How a Supreme Court bent on protecting religion could harm it

Even if the Supreme Court allows church and synagogue doors to remain open, it cannot fill the pews.

Tom Alexander holds a cross as he prays prior to rulings outside the Supreme Court on Capitol Hill in Washington on July 8, 2020. (AP Photo/Patrick Semansky)

(RNS) — Last week, the Supreme Court ruled that New York state can’t stop religious communities from gathering in large numbers, even where worshippers are likely to spread the deadly COVID-19 virus to the wider community. With its new conservative majority, the court is poised to intervene repeatedly in the coming years, ostensibly buttressing faith against the onslaught of secularism.

But while some might cheer these as victories in a culture war, judicial intervention on behalf of religion may well only widen the gap between people of faith and the very institutions that they seek to protect.  

Once the center of ethics and forward-thinking intellectualism, religion has become widely associated with hypocrisy and medieval phobias of science. For years we’ve heard about religious scandal, abuse and embezzlement; we can now add anti-mask zealotry.  

In 1985, Americans regarded religious organizations as the most revered institutions, with nearly 70% of Americans expressing strong confidence in them. Today, that number hovers around 36%. Many religious institutions and leaders have become recalcitrant. Many of those who come to them seeking meaning, integrity and connection have left for greener pastures.

Little surprise, then, that between 6,000 and 10,000 churches shuttered and closed each year of the past decade — with a dramatic rise during the pandemic. Even if the Supreme Court allows church and synagogue doors to remain open, it cannot fill the pews.

If anything, its overreach will reinforce the association between religion and closed-mindedness. Many evangelicals don’t want their loved ones lambasted for being LGBTQ. Many Catholics don’t want to hear about damnation for those who access reproductive health care. Many mainline Protestants don’t want to hear about a universal God who needs them to be in a particular church’s pews. Many Jews don’t want to hear that Israel is a panacea for their diaspora needs. Many Muslims don’t want to visit a mosque in which women are relegated to side entrances.  

The stark mismatch between spiritual needs and religious supply is not an indicator of secularization. Only 21% of religiously unaffiliated people are atheists, even as the fastest growing demographic of spiritual America is those who identify as “spiritual but not religious,” comprising 27% of Americans

Americans are desperately seeking meaning and authentic connection. The booming global wellness industry shows how we prioritize mental, physical and spiritual health more than ever. The pandemic, spurring us to make sense of suffering, has become an existential “boundary experience.” Younger Americans are religiously disaffiliated but still looking to spiritual care providers for solace.   

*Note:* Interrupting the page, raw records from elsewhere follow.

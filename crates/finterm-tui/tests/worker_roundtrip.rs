//! End-to-end exercises over a temp worker root: the session writes a
//! request file, the test plays the worker and writes the response, and the
//! foreground drain applies the decoded result.

use std::fs;
use std::path::Path;
use std::thread;
use std::time::{Duration, Instant};

use finterm_tui::config::{Config, ResetPolicy};
use finterm_tui::session::Session;

fn test_config(root: &Path) -> Config {
    Config {
        worker_root: root.to_path_buf(),
        quote_poll: Duration::from_millis(10),
        summary_poll: Duration::from_millis(10),
        session_log_dir: root.join("session-logs"),
        reset_policy: ResetPolicy::Reset,
    }
}

fn submit(session: &mut Session, line: &str) {
    session.model.input = line.to_string();
    session.submit_line();
}

/// Workers write whole files before the watcher can observe them; mirror
/// that with a temp-file + rename, like the front end's own writes.
fn worker_write(path: &Path, body: &[u8]) {
    let tmp = path.with_extension("json.part");
    fs::write(&tmp, body).unwrap();
    fs::rename(&tmp, path).unwrap();
}

fn drain_until(session: &mut Session, mut done: impl FnMut(&Session) -> bool) {
    let deadline = Instant::now() + Duration::from_secs(5);
    while !done(session) {
        assert!(Instant::now() < deadline, "timed out waiting for watcher delivery");
        session.drain_events();
        thread::sleep(Duration::from_millis(10));
    }
}

#[test]
fn stock_search_round_trips_through_worker_files() {
    let dir = tempfile::tempdir().unwrap();
    let mut session = Session::new(test_config(dir.path()));

    submit(&mut session, "search-stocks");
    submit(&mut session, "search $AAPL");

    let request = fs::read_to_string(dir.path().join("microservice-c/input_stock.json")).unwrap();
    assert_eq!(request, "{\n  \"ticker\": \"AAPL\"\n}");

    worker_write(
        &dir.path().join("microservice-c/output_stock.json"),
        br#"{"Date": "2026-08-28", "Open": 231.5, "High": 234.1,
            "Low": 230.0, "Close": 233.25, "Ticker": "AAPL"}"#,
    );

    drain_until(&mut session, |s| s.model.stock.is_some());
    let quote = session.model.stock.as_ref().unwrap();
    assert_eq!(quote.ticker, "AAPL");
    assert_eq!(quote.close, 233.25);
    assert_eq!(session.model.status, "");
}

#[test]
fn summary_round_trips_and_renders_every_index() {
    let dir = tempfile::tempdir().unwrap();
    let mut session = Session::new(test_config(dir.path()));

    submit(&mut session, "summary");
    let request = fs::read_to_string(dir.path().join("microservice-b/input_summary.json")).unwrap();
    assert_eq!(request, "{\n  \"summary\": 1\n}");

    worker_write(
        &dir.path().join("microservice-b/output_summary.json"),
        br#"[
            {"Date": "2026-08-28", "Open": 41000.0, "High": 41200.0, "Low": 40900.0,
             "Close": 41100.0, "Volume": 350000000, "Name": "Dow Jones", "Ticker": "DJI"},
            {"Date": "2026-08-28", "Open": 5600.0, "High": 5650.0, "Low": 5590.0,
             "Close": 5640.0, "Volume": 250000000, "Name": "S&P 500", "Ticker": "GSPC"},
            {"Date": "2026-08-28", "Open": 17500.0, "High": 17650.0, "Low": 17450.0,
             "Close": 17600.0, "Volume": 450000000, "Name": "NASDAQ", "Ticker": "IXIC"}
        ]"#,
    );

    drain_until(&mut session, |s| !s.model.summary.is_empty());
    assert_eq!(session.model.summary.len(), 3);
    assert_eq!(session.model.summary[2].name, "NASDAQ");
}

#[test]
fn crypto_rows_arrive_in_worker_order() {
    let dir = tempfile::tempdir().unwrap();
    let mut session = Session::new(test_config(dir.path()));

    submit(&mut session, "search-crypto");
    submit(&mut session, "search bitcoin");

    worker_write(
        &dir.path().join("microservice-d/output_crypto.json"),
        br#"{"btc": 64000.5, "eth": 3100.25, "doge": 0.1}"#,
    );

    drain_until(&mut session, |s| !s.model.crypto.is_empty());
    let coins: Vec<&str> = session.model.crypto.iter().map(|(c, _)| c.as_str()).collect();
    assert_eq!(coins, ["btc", "eth", "doge"]);
    assert_eq!(session.model.crypto[0].1, "64000.5");
}

#[test]
fn completed_budget_round_trips_and_sorts_the_computed_output() {
    let dir = tempfile::tempdir().unwrap();
    let mut session = Session::new(test_config(dir.path()));

    submit(&mut session, "budget");
    for entry in ["1000", "rent", "40", "food", "30", "save", "30"] {
        submit(&mut session, entry);
    }

    // The worker reads the percentage shares and answers with amounts.
    let input = fs::read_to_string(dir.path().join("microservice-a/input.json")).unwrap();
    assert_eq!(
        input,
        "{\n  \"total\": 1000,\n  \"rent\": 40,\n  \"food\": 30,\n  \"save\": 30\n}"
    );
    worker_write(
        &dir.path().join("microservice-a/output.json"),
        br#"{"total": 1000, "save": 300, "rent": 400, "food": 300}"#,
    );

    drain_until(&mut session, |s| !s.model.budget_result.is_empty());
    let keys: Vec<&str> = session
        .model
        .budget_result
        .iter()
        .map(|(k, _)| k.as_str())
        .collect();
    assert_eq!(keys, ["food", "rent", "save", "Total"]);
    assert_eq!(session.model.status, "Budget calculated.");
}

#[test]
fn malformed_response_surfaces_without_delivering_rows() {
    let dir = tempfile::tempdir().unwrap();
    let mut session = Session::new(test_config(dir.path()));

    submit(&mut session, "search-crypto");
    submit(&mut session, "search bitcoin");

    worker_write(
        &dir.path().join("microservice-d/output_crypto.json"),
        b"not json",
    );

    drain_until(&mut session, |s| s.model.status.starts_with("Invalid"));
    assert!(session.model.crypto.is_empty());
    assert_eq!(session.model.status, "Invalid crypto data.");
}

#[test]
fn new_search_supersedes_the_previous_watcher() {
    let dir = tempfile::tempdir().unwrap();
    let mut session = Session::new(test_config(dir.path()));

    submit(&mut session, "search-crypto");
    submit(&mut session, "search bitcoin");
    // Second request before the first response ever lands.
    submit(&mut session, "search ethereum");

    worker_write(
        &dir.path().join("microservice-d/output_crypto.json"),
        br#"{"ethereum": 3100.25}"#,
    );

    drain_until(&mut session, |s| !s.model.crypto.is_empty());
    assert_eq!(session.model.crypto.len(), 1);
    assert_eq!(session.model.crypto[0].0, "ethereum");
}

Indeed, there is reason to believe we are at the cusp of a 21st-century spiritual revival — if only religious institutions would get out of their own way.

One step they might take is to stop leaning on the judiciary for support. Appealing to the Supreme Court for permission to hold superspreader events only underscores the extent to which some religious institutions overlook the divine in each person. They would do well to serve the deeper needs of humanity. 

In the early 19th century, the Second Great Awakening burst forth, as spiritual and communal yearning ignited a religious revival. Governments everywhere eliminated state subsidies and got out of the way of religion, unleashing a new footrace for hearts, minds and spirits. New modes of worship, new theologies, new leadership models and new understandings of belonging adapted religion to the frontier of nation and life.   

According to Steven Waldman’s 2019 book “Sacred Liberty,” in 1776 there were 65 Methodist churches in the entire country; by 1850, there were 13,302. In 1784 there were 471 Baptist churches; in 1848 there were 7,920. The percentage of Americans who were affiliated with a house of worship doubled during this time period.

Where the Supreme Court sees dwindling traditions that require protection from the state, we see the beginnings of a new spiritual wave based on a free market of spiritual ideas. The powers that be would do well not to undermine it. 

(Rabbi Benjamin Spratt is the senior associate rabbi at Congregation Rodeph Sholom in New York. Rabbi Joshua Stanton is spiritual co-leader of East End Temple there and a senior fellow of CLAL – The National Jewish Center for Learning and Leadership. The views expressed in this commentary do not necessarily represent those of Religion News Service.)